All were problems directly attributable to the experimental treatment.
The doctors didn't tell the Wrights any of that.
Not about the 11 patients who had already died. Not about other,
less-dangerous ways of treating her disease.
Not about their own financial interests.
Becky Wright died of causes directly attributable to this experiment,
as did at least 19 other people, according to evidence in medical
journals and Hutchinson Center documents.
Odds are high that some of them would otherwise have survived a
standard transplant and lived full lives. Many of the others likely would
have lived at least a year or two longer than they did --a year or two
they would have shared with their spouses, their children, their families
and friends.
The story of Protocol 126, as this experiment was called, has never
been told. Federal and state investigators looked into Protocol 126 for a
while, then closed their investigations half-completed - leaving one
investigator "saddened and alarmed" at the lack of
follow-through.
During the 12-year span of the trial, several doctors at The Hutch
tried to curb it. They said it was hurting rather than helping patients,
and that mice or dogs rather than humans should be the test subjects.
They complained that patients weren't being told about the risks, the
alternatives, the researchers' financial conflicts.
As Dr. John Pesando, a member of a Hutch committee charged with
protecting the rights of patients, wrote to federal officials in 1998:
"Many patients died at the Fred Hutchinson Cancer Research Center
when the Institutional Review Board charged with protecting them was
shamelessly used and abused by senior staff."
Hutch management "denied the existence of financial conflicts of
interest, refused to halt the protocols, and refused to have protocols
reviewed by independent outside examiners," Pesando wrote.
The researchers involved were Dr. E. Donnall Thomas, Hutch co-founder
and clinical director and winner of the 1990 Nobel Prize in medicine; Dr.
John A. Hansen, head of a tissue-typing lab and later clinical director;
and Dr. Paul J. Martin, a young oncologist.

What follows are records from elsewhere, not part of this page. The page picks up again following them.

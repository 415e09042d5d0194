//! Terminal pane widget using VTE

use std::cell::{Cell, RefCell};
use std::path::PathBuf;
use std::rc::Rc;

use gtk4::prelude::*;
use gtk4::{EventControllerFocus, PolicyType, ScrolledWindow};
use vte4::prelude::*;

use dropterm_app::config::TerminalConfig;
use dropterm_app::pane::PaneLeaf;
use dropterm_app::process::process_cwd;

/// Callback type for terminal events
type EventCallback = Rc<RefCell<Option<Box<dyn Fn()>>>>;

/// One pane: a VTE terminal inside a scrolled window
pub struct PaneTerminal {
    id: u32,
    scrolled: ScrolledWindow,
    terminal: vte4::Terminal,
    /// Program as configured for this pane (None = default shell)
    program: Option<String>,
    /// Directory the process was started in
    initial_cwd: Option<PathBuf>,
    pid: Rc<Cell<Option<i32>>>,
    on_exit: EventCallback,
    on_focus: EventCallback,
}

impl PaneTerminal {
    /// Create the widget for `leaf` and start its process
    pub fn new(leaf: &PaneLeaf, config: &TerminalConfig) -> Self {
        let terminal = vte4::Terminal::new();
        terminal.set_hexpand(true);
        terminal.set_vexpand(true);
        terminal.set_scroll_on_keystroke(true);

        match gdk4::RGBA::parse(config.color_background.as_str()) {
            Ok(rgba) => terminal.set_color_background(&rgba),
            Err(_) => log::warn!("Invalid background color '{}'", config.color_background),
        }

        let scrolled = ScrolledWindow::builder()
            .child(&terminal)
            .hexpand(true)
            .vexpand(true)
            .build();
        scrolled.set_widget_name(&format!("pane-{}", leaf.id));

        let pane = Self {
            id: leaf.id,
            scrolled,
            terminal,
            program: leaf.program.clone(),
            initial_cwd: leaf.cwd.clone(),
            pid: Rc::new(Cell::new(None)),
            on_exit: Rc::new(RefCell::new(None)),
            on_focus: Rc::new(RefCell::new(None)),
        };
        pane.set_scrollbar(config.show_scrollbar);
        pane.setup_signals();
        pane.spawn(&config.default_program());
        pane
    }

    /// Get the widget for adding to containers
    pub fn widget(&self) -> &ScrolledWindow {
        &self.scrolled
    }

    /// Set callback for when the terminal process exits
    pub fn set_on_exit<F: Fn() + 'static>(&self, callback: F) {
        *self.on_exit.borrow_mut() = Some(Box::new(callback));
    }

    /// Set callback for when the terminal gains keyboard focus
    pub fn set_on_focus<F: Fn() + 'static>(&self, callback: F) {
        *self.on_focus.borrow_mut() = Some(Box::new(callback));
    }

    fn setup_signals(&self) {
        let on_exit = Rc::clone(&self.on_exit);
        let pid = Rc::clone(&self.pid);
        let id = self.id;
        self.terminal.connect_child_exited(move |_, status| {
            log::debug!("Pane {} process exited with status {}", id, status);
            pid.set(None);
            if let Some(ref callback) = *on_exit.borrow() {
                callback();
            }
        });

        let focus = EventControllerFocus::new();
        let on_focus = Rc::clone(&self.on_focus);
        focus.connect_enter(move |_| {
            if let Some(ref callback) = *on_focus.borrow() {
                callback();
            }
        });
        self.terminal.add_controller(focus);
    }

    fn spawn(&self, default_program: &str) {
        let command = self.program.as_deref().unwrap_or(default_program);
        let args = match command_argv(command) {
            Ok(args) => args,
            Err(e) => {
                log::error!("Pane {} cannot run '{}': {}", self.id, command, e);
                return;
            }
        };
        let argv: Vec<&str> = args.iter().map(String::as_str).collect();
        let cwd = self
            .initial_cwd
            .as_ref()
            .filter(|p| p.is_dir())
            .and_then(|p| p.to_str());

        let pid = Rc::clone(&self.pid);
        let id = self.id;
        let command = command.to_string();
        self.terminal.spawn_async(
            vte4::PtyFlags::DEFAULT,
            cwd,
            &argv,
            &[],
            glib::SpawnFlags::SEARCH_PATH,
            || {},
            -1,
            None::<&gio::Cancellable>,
            move |result| match result {
                Ok(child) => {
                    log::debug!("Pane {} started '{}' as pid {}", id, command, child.0);
                    pid.set(Some(child.0));
                }
                Err(e) => log::error!("Failed to start '{}' in pane {}: {}", command, id, e),
            },
        );
    }

    /// Give keyboard focus to the terminal
    pub fn grab_focus(&self) {
        self.terminal.grab_focus();
    }

    pub fn copy(&self) {
        self.terminal.copy_clipboard_format(vte4::Format::Text);
    }

    pub fn paste(&self) {
        self.terminal.paste_clipboard();
    }

    pub fn select_all(&self) {
        self.terminal.select_all();
    }

    pub fn set_scrollbar(&self, visible: bool) {
        let policy = if visible {
            PolicyType::Automatic
        } else {
            PolicyType::External
        };
        self.scrolled.set_policy(PolicyType::Never, policy);
    }

    /// Working directory of the running process, or the one it started in
    pub fn cwd(&self) -> Option<PathBuf> {
        self.pid
            .get()
            .and_then(process_cwd)
            .or_else(|| self.initial_cwd.clone())
    }

    /// Current state as a layout leaf
    pub fn leaf(&self) -> PaneLeaf {
        PaneLeaf {
            id: self.id,
            program: self.program.clone(),
            cwd: self.cwd(),
        }
    }

    /// Hang up the child process
    pub fn terminate(&self) {
        if let Some(pid) = self.pid.take() {
            hangup(pid);
        }
    }
}

/// Split a command line with shell quoting rules
fn command_argv(command: &str) -> Result<Vec<String>, glib::Error> {
    let args = glib::shell_parse_argv(command)?;
    Ok(args
        .into_iter()
        .map(|arg| arg.to_string_lossy().into_owned())
        .collect())
}

#[cfg(unix)]
fn hangup(pid: i32) {
    // SAFETY: plain signal delivery to a child we spawned
    let rc = unsafe { libc::kill(pid, libc::SIGHUP) };
    if rc != 0 {
        log::debug!("kill({}) failed: {}", pid, std::io::Error::last_os_error());
    }
}

#[cfg(not(unix))]
fn hangup(_pid: i32) {}

#[cfg(test)]
mod tests {
    use super::*;

    #[test]
    fn test_command_argv_quoting() {
        assert_eq!(
            command_argv("sh -c 'echo \"two words\"'").unwrap(),
            vec!["sh", "-c", "echo \"two words\""]
        );
        assert_eq!(
            command_argv("ls /tmp/with\\ space").unwrap(),
            vec!["ls", "/tmp/with space"]
        );
    }

    #[test]
    fn test_command_argv_rejects_bad_lines() {
        assert!(command_argv("").is_err());
        assert!(command_argv("   ").is_err());
        assert!(command_argv("echo 'unterminated").is_err());
    }
}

When the review board questioned the work of these doctors, Pesando
said, board members were "lied to, intimidated, ignored and
punished." Thomas argued in writing that it was the board's job to
promote, not hinder, the research.
That's not what federal law says. By law, the board was to ensure that
risks to patients in clinical trials were minimized in relation to
potential benefits, and that patients fully understood those risks before
consenting to participate.
More than 100 interviews and 10,000 pages of documents - including
Becky Wright's consent form - reveal that neither occurred in Protocol
126.
Thomas refuses to discuss the trial or his financial holdings. The
other doctors involved defend their actions, saying they were driven by
science and that money issues didn't affect them.
Martin adds: "I don't think survival is the best measure of
outcome in these studies."
Fifteen years after his late wife began her treatment at The Hutch,
Pete Wright, who still runs the Wright Drug Co. in Heflin, was shocked to
learn all he didn't know: That other Hutch doctors had tried to stop the
experiment. That the doctors running the trial had financial interests in
it. That there was an alternative treatment with a higher likelihood of
success.
"To say it's disturbing is an understatement," Wright said.
"All these years I have told myself that she got the very best
care possible and I swore that would be the case when she was diagnosed.
It makes me want to buy a plane ticket to Seattle and beat the hell out
of somebody."
The biotech boom begins
When young David Blech went recruiting for his fledgling company, he
found a kindred soul in the upper-left corner of the country: Dr. Robert
Nowinski of The Fred Hutchinson Cancer Research Center in Seattle.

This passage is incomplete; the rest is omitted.